Der Import legte übrigens 2005 „nur“ 17,1 % zu, aber für den Maschinen- und Anlagenbereich lag der Zuwachs bei 27,4 %, gut für deutsche Exporteure!

2006 wird ein neuer Staatspräsident gewählt, Grund für die augenblickliche Regierung, jetzt kräftig zu investieren, z.B. in Straßenbau bzw. -erneuerung. Auch das Schienennetz soll vergrößert und verbessert werden, dazu kommen noch etliche neue Elektrizitätswerke. Böse (oder realistische?) Zungen meinen, dies sei auch die Gelegenheit, per Korruption die leeren Parteikassen zu füllen.

Privatunternehmer haben auch große Investitionsvorhaben angekündigt, Klabin will z.B. 1,5 Mrd. R$ für die Vergrößerung der Fabrik im Bundesstaat Paraná ausgeben. Damit soll die Produktionskapazität für Karton und Papier von heute 700.000 auf 1,1 Mio. Jahrestonnen bis 2008 angehoben werden. Klabin hatte Anfang 2005 mit einem Dollarkurs von 3 R$ geplant, durch den Kurs von 2,20 R$ wurden die Importe um ca. 150 Mio. R$ beeinträchtigt.

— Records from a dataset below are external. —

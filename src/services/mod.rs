use sqlx::PgPool;
use uuid::Uuid;

use crate::error::{AppError, AppResult};
use crate::models::user::User;

pub mod mood_window;
pub mod profile;
pub mod recommendation;
pub mod weekly_stats;

pub async fn load_user(db: &PgPool, id: Uuid) -> AppResult<User> {
    sqlx::query_as::<_, User>("SELECT * FROM users WHERE id = $1")
        .bind(id)
        .fetch_optional(db)
        .await?
        .ok_or(AppError::NotFound("User not found".into()))
}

Zum Schluß noch eine Rekordmeldung: Bei der weltweiten Internetnutzung für den downwload von mp3- und mp4-files schlug Brasilien alle anderen Länder! Auch bei der Verweildauer im Internet lag Brasilien vorne.

Und weil auch die Regierung erkannt hat, daß die Digitaltechnik und Mikroelektronik Zukunft hat, fördert sie über Kredite die einheimische Industrie in diesem Sektor und erwägt sogar Steueranreize zu schaffen. Weltweit produziert die Halbleiterindustrie jährlich für 240 Mrd. US$, wovon auf Brasilien nur 3 Mrd. US$ entfallen. Um dies zu ändern, soll ein Mikroelektronikindustriepark in Minas Gerais geschaffen werden und schon Mitte 2006 soll die erste Halbleiterfabrik mit einer 480 Mio. US$ - Investition gebaut werden, die einen Jahresumsatz von 300 Mio. US$ erreichen soll. Dabei handelt sich um den kompletten Produktionszyklus, eine Neuheit für Brasilien, denn bisher montiert hier nur die US-Firma Smart Technologies in Atibaia Chips und vergießt sie. Aber auch sie hat Investitionen von 50 Mio. US$ vorgesehen und will nach dem Betriebsanlauf, der erst Ende 2005 stattfand, nach Lateinamerika exportieren.

Also warten wir gespannt, was 2006 bringen wird und vergessen wir nicht, daß wir alle selbst dazu beitragen können nach dem Motto „von Nichts kommt Nichts“! (Kann man übrigens auch in der Version „von Nichts kommt nichts“ und „von nichts kommt nichts“ lesen; herzlichen Dank an die deutschen Kultusminister und ihre Bemühungen um unsere Rechtschreibung!)